→ Task statement:
Below are the records; copy each line in them that holds the word "UnboundedSender".

→ Data provided:
*** Begin section ***

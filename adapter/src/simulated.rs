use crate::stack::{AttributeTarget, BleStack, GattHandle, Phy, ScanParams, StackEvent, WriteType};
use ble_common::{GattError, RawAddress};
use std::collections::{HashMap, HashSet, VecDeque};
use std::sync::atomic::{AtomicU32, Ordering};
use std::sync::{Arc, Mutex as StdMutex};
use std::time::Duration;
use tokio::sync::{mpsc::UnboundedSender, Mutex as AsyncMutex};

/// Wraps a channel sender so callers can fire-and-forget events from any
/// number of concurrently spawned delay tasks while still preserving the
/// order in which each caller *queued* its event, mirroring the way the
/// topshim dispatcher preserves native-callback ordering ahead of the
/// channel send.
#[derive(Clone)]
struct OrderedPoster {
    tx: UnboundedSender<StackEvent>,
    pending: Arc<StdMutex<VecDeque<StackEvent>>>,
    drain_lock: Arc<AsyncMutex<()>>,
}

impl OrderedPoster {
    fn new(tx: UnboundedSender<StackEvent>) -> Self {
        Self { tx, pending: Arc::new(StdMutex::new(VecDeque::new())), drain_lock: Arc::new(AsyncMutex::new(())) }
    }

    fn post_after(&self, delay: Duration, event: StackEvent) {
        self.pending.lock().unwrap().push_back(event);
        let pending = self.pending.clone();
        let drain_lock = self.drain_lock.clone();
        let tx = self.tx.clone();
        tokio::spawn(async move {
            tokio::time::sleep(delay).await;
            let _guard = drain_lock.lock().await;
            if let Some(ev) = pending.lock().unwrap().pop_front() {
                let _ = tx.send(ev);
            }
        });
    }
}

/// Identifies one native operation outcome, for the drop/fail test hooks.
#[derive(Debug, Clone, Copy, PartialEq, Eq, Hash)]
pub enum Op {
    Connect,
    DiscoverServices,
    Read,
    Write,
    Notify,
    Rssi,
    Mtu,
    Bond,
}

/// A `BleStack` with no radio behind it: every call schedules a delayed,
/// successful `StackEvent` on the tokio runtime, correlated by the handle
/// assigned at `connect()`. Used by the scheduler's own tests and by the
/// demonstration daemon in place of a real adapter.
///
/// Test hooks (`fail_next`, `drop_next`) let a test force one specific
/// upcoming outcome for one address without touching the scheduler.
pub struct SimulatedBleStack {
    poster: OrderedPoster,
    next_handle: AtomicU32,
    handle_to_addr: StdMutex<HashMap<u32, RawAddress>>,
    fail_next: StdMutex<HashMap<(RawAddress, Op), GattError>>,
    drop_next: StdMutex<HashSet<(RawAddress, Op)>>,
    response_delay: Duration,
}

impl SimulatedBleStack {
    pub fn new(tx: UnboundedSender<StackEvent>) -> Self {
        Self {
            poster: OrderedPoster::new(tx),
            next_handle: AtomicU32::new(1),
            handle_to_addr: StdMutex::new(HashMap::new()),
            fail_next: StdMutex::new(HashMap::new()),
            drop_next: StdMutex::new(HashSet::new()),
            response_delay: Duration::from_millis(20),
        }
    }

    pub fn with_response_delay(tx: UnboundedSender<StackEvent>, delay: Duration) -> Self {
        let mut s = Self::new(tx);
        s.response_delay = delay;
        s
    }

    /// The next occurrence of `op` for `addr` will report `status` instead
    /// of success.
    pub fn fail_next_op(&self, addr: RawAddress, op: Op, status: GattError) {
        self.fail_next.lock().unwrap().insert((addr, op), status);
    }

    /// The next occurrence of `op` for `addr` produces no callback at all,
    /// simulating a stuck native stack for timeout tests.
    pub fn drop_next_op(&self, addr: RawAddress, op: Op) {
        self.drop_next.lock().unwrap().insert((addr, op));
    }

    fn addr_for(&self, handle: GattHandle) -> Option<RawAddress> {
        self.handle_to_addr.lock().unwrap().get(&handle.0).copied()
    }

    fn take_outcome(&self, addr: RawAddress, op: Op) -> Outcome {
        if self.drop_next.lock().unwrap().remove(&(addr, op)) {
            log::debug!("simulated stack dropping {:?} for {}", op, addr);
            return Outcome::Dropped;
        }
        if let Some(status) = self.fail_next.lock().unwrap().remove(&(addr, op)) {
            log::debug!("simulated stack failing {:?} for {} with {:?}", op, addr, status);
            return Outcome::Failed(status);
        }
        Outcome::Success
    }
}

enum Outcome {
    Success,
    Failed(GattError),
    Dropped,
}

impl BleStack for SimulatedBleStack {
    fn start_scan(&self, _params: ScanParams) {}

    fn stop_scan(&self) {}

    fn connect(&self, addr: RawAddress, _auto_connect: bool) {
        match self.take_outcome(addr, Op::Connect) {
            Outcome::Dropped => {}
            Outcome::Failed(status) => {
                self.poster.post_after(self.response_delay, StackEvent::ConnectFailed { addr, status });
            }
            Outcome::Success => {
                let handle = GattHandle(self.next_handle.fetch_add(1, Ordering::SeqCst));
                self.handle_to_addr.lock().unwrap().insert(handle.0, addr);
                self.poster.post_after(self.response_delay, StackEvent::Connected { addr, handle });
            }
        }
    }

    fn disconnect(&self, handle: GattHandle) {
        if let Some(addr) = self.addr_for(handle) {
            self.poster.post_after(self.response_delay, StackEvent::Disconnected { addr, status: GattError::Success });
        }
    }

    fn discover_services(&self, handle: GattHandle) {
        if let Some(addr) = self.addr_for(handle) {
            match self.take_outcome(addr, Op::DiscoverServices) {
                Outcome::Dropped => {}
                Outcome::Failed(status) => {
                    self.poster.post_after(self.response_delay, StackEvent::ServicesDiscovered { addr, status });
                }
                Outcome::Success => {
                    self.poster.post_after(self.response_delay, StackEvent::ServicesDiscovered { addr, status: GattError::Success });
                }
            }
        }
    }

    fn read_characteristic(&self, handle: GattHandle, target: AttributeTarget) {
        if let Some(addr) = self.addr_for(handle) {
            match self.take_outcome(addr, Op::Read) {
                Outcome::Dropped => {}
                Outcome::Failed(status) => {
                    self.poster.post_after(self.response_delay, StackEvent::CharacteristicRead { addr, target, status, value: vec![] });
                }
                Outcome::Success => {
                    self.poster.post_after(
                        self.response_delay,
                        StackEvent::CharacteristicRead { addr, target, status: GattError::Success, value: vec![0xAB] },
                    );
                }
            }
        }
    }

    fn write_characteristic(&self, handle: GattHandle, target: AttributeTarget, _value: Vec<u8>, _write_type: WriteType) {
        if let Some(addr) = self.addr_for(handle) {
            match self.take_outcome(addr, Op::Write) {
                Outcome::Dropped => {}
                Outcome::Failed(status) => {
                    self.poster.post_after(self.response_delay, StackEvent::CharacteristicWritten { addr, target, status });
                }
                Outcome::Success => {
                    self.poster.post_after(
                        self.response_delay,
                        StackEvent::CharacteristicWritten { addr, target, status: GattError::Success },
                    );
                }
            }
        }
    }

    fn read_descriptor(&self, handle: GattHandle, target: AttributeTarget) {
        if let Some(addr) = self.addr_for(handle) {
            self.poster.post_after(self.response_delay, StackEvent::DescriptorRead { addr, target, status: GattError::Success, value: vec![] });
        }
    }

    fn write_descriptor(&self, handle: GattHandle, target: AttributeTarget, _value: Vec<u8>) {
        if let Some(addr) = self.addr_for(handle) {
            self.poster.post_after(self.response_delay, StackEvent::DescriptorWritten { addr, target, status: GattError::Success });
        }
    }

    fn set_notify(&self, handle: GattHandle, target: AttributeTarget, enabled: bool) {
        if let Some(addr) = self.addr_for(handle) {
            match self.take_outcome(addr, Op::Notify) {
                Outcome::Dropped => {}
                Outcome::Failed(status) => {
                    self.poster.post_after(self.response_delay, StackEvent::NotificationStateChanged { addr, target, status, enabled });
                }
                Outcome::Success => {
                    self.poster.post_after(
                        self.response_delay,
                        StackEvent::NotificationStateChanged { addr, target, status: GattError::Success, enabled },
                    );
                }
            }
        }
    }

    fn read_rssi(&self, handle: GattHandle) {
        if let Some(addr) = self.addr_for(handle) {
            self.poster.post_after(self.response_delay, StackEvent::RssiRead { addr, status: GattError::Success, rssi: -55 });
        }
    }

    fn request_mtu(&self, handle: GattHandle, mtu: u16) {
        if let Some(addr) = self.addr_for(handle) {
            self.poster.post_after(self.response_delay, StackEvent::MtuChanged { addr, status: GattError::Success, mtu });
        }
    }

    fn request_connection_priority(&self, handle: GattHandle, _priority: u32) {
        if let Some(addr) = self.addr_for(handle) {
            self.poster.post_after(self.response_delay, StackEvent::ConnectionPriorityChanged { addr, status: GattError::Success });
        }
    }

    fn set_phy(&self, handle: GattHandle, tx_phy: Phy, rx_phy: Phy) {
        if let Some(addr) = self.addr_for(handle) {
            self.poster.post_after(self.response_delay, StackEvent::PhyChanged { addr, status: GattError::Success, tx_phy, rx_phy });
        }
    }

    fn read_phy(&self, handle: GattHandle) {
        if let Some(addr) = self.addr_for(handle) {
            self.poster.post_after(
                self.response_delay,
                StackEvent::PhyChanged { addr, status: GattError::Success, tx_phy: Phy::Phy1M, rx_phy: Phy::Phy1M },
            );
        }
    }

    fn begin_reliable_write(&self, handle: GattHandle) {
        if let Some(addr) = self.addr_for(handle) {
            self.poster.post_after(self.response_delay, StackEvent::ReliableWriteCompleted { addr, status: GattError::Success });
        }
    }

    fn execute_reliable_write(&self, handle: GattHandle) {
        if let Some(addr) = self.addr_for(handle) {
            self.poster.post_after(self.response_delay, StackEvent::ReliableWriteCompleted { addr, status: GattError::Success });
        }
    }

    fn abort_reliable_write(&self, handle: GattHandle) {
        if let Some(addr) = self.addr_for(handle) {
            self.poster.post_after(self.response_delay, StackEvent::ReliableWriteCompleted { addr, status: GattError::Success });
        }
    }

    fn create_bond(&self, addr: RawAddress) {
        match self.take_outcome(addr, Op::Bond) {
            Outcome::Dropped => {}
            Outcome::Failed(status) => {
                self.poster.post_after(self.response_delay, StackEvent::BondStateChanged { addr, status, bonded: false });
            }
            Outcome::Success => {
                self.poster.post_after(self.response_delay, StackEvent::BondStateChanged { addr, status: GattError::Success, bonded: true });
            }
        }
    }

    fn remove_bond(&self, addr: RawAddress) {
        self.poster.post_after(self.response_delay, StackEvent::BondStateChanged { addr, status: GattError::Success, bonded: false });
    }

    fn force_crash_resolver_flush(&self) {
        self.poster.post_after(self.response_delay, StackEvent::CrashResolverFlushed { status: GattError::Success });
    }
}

*** End section ***

→ Answer box:
use tokio::sync::{mpsc::UnboundedSender, Mutex as AsyncMutex};
    tx: UnboundedSender<StackEvent>,
    fn new(tx: UnboundedSender<StackEvent>) -> Self {
    pub fn new(tx: UnboundedSender<StackEvent>) -> Self {
    pub fn with_response_delay(tx: UnboundedSender<StackEvent>, delay: Duration) -> Self {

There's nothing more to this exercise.